An ongoing Kellogg's worker strike drew national attention when a member of President Joe Biden’s Cabinet visited workers outside the Lancaster plant.

LANCASTER COUNTY, Pa. — The Biden Administration sought to show its commitment to workers’ rights when Secretary of Labor Marty Walsh visited Kellogg Company employees on strike in East Hempfield Township, Lancaster County.

On Oct. 5, 1,400 Kellogg’s workers walked off the job from four plants nationwide in Battle Creek, Mich., Omaha, Neb., Lancaster, Pa. and Memphis, Tenn.

The strike affected 360 workers at the Lancaster plant, which makes cereals such as Special K., Frosted Flakes and Apple Jacks.

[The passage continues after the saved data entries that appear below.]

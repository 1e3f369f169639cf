//! Subcommand implementations
//!
//! Each command returns the text to print; the binary decides where it goes.

use std::fs;
use std::path::Path;

use anyhow::{anyhow, Context};
use natural_expr::expression_parser::{serialize, Segment};
use natural_expr::{extract_keys, parse_with_options, ExprError, ParseOptions, Parser};
use tracing::debug;

use crate::config::CliConfig;

/// Where `eval` reads the data object from
#[derive(Debug, Clone)]
pub enum DataSource<'a> {
    Inline(&'a str),
    File(&'a Path),
    Empty,
}

impl DataSource<'_> {
    pub fn load(&self) -> anyhow::Result<serde_json::Value> {
        match self {
            DataSource::Inline(text) => {
                serde_json::from_str(text).context("--data is not valid JSON")
            }
            DataSource::File(path) => {
                let content = fs::read_to_string(path)
                    .with_context(|| format!("failed to read context {}", path.display()))?;
                serde_json::from_str(&content)
                    .with_context(|| format!("context {} is not valid JSON", path.display()))
            }
            DataSource::Empty => Ok(serde_json::Value::Object(Default::default())),
        }
    }
}

/// Render syntax errors with their source excerpt
fn describe(err: ExprError) -> anyhow::Error {
    match err {
        ExprError::Syntax(syntax) => anyhow!(
            "{} at {}",
            syntax.contextual_message(),
            syntax.location
        ),
        ExprError::Eval(eval) => anyhow!(eval),
    }
}

/// `nexpr eval`: the display string, or the raw value as JSON
pub fn eval(
    template: &str,
    data: &DataSource<'_>,
    config: &CliConfig,
    options: &ParseOptions,
    as_json: bool,
) -> anyhow::Result<String> {
    let ctx = config.context(data.load()?);
    let value = parse_with_options(template, &ctx, options).map_err(describe)?;
    debug!(kind = value.type_name(), "evaluated template");

    if as_json {
        let json = value.to_json().unwrap_or(serde_json::Value::Null);
        Ok(serde_json::to_string_pretty(&json)?)
    } else {
        Ok(value.to_display_string())
    }
}

/// `nexpr keys`: the key map as JSON
pub fn keys(template: &str) -> anyhow::Result<String> {
    Ok(serde_json::to_string_pretty(&extract_keys(template))?)
}

/// `nexpr ast`: one line per segment, or the full tree as JSON
pub fn ast(template: &str, options: &ParseOptions, as_json: bool) -> anyhow::Result<String> {
    let parsed = Parser::new(options.clone())
        .parse(template)
        .map_err(|err| describe(err.into()))?;

    if as_json {
        return Ok(serde_json::to_string_pretty(&parsed)?);
    }

    let lines: Vec<String> = parsed
        .segments
        .iter()
        .map(|segment| match segment {
            Segment::Literal(text) => format!("literal {:?}", text),
            Segment::Expression(expr) => format!("expr    {}", serialize(expr)),
        })
        .collect();
    Ok(lines.join("\n"))
}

The strike comes after workers accused the Kellogg Company of not offering fair terms in their work contract. Workers are pushing back against a two-tiered wage system, and pension and benefits cuts.

“The company is playing hardball. They want to see who’s going to break first,” said Kellogg’s warehouse worker Joseph Credito.

“Well guess what? I’ll stay out here as long as it takes, one day longer than they will.”

Kellogg’s has said the union is grossly misrepresenting them.

“Most employees working under this contract have industry-leading pay and benefits, and all have above-market wages and retirement,” Kellogg Company spokesperson Kris Bahner said in a video posted Oct. 12.

Secretary Walsh has been a vocal advocate for unions, having been involved with unions for 33 years. He is the first former union leader to become U.S. Labor Secretary in 45 years.

Walsh acknowledged the unusual nature of a government official offering support to strikers instead of businesses, but said he supported the Kellogg’s workers and company coming to a fair compromise.

“That’s why I’m here today, to support the workers that are here today, to let them know they’re not alone, that we hear them and we stand with them, and they understand that. Workers need to understand that people stand with them,” Walsh said.

Officials with the striking workers’ union, the Bakery, Confectionery, Tobacco Workers and Grain Millers’ International Union, hoped the Secretary’s visit would booster their negotiating power.

“When you have the Department of Labor coming, it’s serious business,” said BCTGM local 374 president Kerry Williams.